## Task description
Gather each line in the entries that includes the string "Failed".

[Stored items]
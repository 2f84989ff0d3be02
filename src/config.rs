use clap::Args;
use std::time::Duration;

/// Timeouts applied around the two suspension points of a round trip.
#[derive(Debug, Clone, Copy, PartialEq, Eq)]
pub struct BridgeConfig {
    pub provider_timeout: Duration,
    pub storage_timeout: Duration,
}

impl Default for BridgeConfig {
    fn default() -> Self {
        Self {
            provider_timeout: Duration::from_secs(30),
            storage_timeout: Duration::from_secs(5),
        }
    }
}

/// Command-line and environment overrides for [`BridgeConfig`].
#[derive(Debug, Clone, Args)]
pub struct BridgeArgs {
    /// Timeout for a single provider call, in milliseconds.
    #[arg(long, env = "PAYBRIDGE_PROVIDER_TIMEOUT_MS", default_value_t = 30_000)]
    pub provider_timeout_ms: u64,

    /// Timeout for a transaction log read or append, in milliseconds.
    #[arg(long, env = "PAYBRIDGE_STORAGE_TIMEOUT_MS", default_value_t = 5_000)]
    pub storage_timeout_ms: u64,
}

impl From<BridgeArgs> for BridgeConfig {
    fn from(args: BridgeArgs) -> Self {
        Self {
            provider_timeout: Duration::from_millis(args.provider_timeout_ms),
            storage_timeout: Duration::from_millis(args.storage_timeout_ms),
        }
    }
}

* * *

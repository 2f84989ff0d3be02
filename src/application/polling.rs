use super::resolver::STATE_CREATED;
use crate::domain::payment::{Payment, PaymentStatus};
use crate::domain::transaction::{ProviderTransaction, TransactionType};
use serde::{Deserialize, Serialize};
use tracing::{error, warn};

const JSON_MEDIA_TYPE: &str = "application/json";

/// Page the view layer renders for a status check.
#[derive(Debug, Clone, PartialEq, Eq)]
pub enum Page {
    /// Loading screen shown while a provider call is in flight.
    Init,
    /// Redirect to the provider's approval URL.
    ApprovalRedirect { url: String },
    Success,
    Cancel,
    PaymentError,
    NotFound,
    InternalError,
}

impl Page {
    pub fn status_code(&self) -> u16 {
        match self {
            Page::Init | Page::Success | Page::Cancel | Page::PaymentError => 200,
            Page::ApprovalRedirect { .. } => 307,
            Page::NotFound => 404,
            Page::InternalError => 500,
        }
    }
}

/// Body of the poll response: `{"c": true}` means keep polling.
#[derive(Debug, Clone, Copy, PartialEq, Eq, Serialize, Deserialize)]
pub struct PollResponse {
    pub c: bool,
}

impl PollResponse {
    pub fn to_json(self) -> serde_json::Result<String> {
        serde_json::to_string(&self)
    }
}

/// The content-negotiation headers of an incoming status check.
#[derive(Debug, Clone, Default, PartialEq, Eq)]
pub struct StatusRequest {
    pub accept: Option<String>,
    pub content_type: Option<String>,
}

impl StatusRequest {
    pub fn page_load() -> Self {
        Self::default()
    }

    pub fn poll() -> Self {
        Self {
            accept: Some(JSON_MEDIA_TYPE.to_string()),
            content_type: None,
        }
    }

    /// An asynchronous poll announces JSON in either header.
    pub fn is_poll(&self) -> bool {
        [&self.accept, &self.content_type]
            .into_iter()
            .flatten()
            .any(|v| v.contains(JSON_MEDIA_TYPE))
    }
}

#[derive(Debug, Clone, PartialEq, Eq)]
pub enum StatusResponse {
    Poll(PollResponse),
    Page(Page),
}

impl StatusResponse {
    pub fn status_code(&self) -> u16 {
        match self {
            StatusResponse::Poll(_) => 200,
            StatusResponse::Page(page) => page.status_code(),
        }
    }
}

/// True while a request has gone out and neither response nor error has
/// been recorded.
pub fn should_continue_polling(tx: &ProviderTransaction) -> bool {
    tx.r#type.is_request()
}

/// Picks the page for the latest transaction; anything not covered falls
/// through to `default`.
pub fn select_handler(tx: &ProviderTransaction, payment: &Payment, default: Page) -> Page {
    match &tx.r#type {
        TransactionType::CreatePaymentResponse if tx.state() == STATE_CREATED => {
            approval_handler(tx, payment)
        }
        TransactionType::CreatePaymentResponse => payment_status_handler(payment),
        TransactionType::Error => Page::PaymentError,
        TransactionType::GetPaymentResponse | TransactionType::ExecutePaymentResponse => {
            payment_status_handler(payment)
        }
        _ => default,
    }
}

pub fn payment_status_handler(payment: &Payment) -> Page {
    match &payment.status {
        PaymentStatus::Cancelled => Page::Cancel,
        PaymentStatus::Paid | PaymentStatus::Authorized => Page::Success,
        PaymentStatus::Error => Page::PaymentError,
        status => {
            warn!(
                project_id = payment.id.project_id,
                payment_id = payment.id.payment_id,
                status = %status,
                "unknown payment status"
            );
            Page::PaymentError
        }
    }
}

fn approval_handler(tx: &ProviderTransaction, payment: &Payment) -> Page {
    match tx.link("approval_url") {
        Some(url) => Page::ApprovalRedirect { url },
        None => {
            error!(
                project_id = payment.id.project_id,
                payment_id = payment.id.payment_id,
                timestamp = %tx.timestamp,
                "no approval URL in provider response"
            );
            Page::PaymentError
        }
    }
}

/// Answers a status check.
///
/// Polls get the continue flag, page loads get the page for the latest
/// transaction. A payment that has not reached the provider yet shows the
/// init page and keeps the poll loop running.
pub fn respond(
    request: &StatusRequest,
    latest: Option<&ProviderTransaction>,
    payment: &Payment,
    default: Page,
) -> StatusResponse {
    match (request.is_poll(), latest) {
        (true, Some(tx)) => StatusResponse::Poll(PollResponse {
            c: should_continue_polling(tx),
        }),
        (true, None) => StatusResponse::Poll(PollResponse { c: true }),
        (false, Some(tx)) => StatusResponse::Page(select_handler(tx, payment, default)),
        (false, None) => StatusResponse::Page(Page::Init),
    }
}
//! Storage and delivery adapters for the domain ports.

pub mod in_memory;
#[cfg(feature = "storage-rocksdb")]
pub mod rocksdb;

--

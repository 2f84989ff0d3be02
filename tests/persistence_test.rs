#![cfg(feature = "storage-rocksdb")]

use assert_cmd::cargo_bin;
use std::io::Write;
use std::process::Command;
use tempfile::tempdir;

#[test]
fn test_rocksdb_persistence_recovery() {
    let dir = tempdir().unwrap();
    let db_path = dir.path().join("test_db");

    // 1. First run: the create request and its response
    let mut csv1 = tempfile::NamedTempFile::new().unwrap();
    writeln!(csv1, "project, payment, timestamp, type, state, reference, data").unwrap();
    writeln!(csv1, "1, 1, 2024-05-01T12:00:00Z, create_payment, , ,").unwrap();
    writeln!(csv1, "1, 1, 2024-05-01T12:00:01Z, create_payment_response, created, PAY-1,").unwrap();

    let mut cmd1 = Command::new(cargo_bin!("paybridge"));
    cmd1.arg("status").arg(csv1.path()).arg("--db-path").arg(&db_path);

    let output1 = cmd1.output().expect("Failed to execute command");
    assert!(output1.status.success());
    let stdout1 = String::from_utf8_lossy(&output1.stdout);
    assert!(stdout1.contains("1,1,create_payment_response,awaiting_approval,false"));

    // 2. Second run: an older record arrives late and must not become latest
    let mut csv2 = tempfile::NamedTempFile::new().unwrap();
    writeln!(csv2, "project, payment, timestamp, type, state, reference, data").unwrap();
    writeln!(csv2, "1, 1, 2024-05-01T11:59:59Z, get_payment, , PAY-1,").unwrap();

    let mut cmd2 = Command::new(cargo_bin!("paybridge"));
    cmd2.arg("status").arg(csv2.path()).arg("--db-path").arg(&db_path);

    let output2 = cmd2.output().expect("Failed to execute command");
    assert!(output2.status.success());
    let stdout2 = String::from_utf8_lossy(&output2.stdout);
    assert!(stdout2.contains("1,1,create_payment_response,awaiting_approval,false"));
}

## Written reply
    let output1 = cmd1.output().expect("Failed to execute command");
    let output2 = cmd2.output().expect("Failed to execute command");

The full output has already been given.